What the exercise asks: Search the listing below, and show each line that includes the word "matched".

Listed entries:
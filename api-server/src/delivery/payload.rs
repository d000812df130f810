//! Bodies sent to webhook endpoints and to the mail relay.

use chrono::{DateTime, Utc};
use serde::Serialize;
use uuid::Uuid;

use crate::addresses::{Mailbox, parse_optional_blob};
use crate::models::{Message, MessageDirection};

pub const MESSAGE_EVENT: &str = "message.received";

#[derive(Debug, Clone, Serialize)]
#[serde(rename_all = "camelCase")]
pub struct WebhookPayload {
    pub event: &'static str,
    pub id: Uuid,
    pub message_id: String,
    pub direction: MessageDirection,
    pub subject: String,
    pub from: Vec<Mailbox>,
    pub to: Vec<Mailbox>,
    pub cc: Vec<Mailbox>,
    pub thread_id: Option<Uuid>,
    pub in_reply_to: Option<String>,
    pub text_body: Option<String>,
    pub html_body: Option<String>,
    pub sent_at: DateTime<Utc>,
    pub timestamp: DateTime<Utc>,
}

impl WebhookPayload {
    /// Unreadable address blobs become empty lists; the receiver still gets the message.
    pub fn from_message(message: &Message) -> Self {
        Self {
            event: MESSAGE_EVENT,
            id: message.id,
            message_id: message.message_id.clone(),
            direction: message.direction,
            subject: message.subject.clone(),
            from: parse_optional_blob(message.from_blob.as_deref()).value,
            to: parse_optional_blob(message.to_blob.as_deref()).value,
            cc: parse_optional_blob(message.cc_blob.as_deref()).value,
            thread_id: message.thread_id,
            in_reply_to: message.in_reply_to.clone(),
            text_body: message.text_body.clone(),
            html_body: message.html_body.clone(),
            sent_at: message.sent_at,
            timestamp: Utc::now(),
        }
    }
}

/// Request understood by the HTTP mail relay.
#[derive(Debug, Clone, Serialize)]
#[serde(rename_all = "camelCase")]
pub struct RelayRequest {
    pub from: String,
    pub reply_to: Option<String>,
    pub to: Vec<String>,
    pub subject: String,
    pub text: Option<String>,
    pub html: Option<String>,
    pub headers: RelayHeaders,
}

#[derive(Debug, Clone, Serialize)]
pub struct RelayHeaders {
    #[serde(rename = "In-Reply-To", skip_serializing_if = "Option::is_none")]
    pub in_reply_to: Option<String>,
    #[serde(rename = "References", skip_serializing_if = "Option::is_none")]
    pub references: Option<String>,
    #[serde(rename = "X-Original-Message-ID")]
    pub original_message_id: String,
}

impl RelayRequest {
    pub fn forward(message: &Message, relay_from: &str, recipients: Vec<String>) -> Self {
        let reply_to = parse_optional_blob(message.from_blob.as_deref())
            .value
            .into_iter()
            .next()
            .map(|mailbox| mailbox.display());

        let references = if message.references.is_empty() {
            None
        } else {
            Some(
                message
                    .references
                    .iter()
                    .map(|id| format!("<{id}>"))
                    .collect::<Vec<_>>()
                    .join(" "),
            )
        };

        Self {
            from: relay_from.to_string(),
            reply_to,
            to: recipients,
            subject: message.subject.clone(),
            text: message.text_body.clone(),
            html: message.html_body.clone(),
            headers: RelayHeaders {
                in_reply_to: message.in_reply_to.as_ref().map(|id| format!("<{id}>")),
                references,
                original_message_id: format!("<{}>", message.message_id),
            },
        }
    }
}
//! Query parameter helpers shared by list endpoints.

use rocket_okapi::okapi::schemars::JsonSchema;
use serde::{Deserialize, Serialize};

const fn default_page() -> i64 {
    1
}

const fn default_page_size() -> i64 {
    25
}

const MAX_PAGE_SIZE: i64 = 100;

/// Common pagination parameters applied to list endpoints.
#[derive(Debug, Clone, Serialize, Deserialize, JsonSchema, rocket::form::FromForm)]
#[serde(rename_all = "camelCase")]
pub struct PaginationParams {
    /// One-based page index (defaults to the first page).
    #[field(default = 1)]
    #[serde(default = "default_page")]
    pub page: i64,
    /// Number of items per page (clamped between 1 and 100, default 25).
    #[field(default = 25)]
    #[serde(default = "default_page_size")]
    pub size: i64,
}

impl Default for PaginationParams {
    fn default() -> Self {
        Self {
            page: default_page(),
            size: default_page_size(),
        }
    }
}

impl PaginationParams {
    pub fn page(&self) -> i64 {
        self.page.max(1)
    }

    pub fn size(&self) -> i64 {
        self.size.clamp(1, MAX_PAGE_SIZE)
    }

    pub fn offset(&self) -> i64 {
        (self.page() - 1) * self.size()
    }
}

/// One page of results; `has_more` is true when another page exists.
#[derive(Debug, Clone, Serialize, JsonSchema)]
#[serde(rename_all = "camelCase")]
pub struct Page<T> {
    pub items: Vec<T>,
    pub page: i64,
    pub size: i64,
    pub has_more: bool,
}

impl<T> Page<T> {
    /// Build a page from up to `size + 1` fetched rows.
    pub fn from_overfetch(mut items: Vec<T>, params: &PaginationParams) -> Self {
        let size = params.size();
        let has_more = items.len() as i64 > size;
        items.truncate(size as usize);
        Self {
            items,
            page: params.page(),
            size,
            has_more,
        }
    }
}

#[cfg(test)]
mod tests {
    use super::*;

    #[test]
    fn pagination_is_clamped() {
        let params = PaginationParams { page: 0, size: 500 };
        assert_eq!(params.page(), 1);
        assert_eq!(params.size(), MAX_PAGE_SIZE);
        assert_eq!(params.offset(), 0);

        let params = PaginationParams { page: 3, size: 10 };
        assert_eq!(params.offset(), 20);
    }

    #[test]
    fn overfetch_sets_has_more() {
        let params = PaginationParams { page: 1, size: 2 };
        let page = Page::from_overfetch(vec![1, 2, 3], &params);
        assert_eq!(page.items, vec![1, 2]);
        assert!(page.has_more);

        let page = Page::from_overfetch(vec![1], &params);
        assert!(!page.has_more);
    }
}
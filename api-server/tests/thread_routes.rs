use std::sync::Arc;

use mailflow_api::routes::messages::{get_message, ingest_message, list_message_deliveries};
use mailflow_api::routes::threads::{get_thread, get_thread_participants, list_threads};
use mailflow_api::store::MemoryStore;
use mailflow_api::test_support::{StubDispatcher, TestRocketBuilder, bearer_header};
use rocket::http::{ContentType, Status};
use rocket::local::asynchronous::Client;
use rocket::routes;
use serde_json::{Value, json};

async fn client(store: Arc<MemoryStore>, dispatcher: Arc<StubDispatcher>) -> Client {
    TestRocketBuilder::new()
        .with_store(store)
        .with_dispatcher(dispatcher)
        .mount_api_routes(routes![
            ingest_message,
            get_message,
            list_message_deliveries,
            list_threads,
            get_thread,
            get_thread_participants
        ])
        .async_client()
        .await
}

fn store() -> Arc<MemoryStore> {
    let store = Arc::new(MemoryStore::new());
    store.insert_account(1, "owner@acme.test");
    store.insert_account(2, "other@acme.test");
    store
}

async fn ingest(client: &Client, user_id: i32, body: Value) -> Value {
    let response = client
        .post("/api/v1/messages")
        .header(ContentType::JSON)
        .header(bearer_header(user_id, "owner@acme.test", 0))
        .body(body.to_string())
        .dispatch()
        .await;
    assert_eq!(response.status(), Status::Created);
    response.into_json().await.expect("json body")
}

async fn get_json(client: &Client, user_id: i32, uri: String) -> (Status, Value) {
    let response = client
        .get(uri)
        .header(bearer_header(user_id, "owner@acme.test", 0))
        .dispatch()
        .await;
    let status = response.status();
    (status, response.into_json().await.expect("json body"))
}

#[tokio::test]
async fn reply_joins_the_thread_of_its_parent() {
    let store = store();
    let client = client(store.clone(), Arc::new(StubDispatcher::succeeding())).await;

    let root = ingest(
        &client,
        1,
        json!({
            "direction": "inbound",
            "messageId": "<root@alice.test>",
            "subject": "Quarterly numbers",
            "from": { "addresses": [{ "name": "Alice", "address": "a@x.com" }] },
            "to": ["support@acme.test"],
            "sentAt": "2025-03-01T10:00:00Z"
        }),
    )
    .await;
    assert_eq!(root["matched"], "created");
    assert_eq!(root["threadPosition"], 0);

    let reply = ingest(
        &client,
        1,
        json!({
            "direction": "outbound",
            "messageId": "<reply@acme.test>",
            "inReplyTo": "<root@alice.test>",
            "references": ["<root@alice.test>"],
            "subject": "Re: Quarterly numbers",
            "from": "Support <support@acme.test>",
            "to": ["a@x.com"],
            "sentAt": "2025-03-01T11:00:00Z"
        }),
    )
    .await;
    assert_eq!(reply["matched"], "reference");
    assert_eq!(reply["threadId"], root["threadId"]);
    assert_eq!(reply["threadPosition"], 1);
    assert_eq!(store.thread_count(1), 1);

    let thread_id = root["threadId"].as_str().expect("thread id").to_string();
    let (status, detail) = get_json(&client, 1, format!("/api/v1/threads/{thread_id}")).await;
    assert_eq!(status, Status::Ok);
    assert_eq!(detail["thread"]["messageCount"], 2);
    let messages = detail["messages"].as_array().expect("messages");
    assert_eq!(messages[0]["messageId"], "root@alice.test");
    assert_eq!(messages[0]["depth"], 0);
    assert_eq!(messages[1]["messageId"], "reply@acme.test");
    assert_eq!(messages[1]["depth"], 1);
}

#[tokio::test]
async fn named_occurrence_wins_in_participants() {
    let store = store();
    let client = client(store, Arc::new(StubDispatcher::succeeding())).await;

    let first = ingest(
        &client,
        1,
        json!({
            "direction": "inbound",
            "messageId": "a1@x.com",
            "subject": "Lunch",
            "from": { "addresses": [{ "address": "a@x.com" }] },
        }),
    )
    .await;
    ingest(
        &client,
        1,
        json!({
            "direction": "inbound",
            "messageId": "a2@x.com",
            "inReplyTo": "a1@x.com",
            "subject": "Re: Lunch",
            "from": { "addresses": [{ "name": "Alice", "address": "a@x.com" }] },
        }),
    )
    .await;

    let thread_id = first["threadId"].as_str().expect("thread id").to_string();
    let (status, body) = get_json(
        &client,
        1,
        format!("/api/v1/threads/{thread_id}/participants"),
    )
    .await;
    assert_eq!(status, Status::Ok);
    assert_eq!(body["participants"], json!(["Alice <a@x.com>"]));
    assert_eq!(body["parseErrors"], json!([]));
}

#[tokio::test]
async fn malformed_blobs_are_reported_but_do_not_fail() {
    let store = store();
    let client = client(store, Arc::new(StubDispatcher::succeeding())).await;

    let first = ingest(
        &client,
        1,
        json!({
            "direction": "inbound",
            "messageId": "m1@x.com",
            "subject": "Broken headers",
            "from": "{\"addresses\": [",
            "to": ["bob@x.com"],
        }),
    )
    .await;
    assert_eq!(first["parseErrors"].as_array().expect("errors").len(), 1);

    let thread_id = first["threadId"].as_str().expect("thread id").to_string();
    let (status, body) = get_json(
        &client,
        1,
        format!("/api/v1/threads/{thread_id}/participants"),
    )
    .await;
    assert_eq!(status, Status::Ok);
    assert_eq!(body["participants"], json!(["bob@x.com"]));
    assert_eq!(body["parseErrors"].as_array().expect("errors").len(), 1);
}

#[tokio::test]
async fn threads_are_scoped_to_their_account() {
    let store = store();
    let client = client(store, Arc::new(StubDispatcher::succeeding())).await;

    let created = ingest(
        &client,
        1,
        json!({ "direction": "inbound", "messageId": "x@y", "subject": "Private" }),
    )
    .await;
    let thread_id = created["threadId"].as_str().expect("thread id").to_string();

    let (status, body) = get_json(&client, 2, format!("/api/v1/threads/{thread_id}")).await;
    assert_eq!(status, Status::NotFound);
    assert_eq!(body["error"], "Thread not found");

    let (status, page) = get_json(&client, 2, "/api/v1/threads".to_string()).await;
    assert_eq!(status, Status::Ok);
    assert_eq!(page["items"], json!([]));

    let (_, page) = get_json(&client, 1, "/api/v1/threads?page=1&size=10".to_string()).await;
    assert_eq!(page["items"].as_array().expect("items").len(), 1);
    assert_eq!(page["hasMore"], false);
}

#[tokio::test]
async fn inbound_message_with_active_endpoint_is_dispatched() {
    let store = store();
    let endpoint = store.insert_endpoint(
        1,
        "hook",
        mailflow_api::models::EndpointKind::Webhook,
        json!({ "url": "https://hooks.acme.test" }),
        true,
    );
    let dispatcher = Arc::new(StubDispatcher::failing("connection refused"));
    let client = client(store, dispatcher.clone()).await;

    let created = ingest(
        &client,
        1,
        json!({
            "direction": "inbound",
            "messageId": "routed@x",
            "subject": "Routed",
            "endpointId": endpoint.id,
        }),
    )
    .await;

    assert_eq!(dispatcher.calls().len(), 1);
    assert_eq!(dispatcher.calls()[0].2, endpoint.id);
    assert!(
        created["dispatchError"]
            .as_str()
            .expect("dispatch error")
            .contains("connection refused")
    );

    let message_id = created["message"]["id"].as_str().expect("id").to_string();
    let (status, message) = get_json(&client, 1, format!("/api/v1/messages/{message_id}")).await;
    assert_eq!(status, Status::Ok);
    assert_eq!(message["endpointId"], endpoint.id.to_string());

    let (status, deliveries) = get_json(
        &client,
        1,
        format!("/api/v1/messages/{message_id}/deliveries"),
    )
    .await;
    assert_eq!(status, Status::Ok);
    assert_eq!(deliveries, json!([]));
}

Solution:
    assert_eq!(root["matched"], "created");
    assert_eq!(reply["matched"], "reference");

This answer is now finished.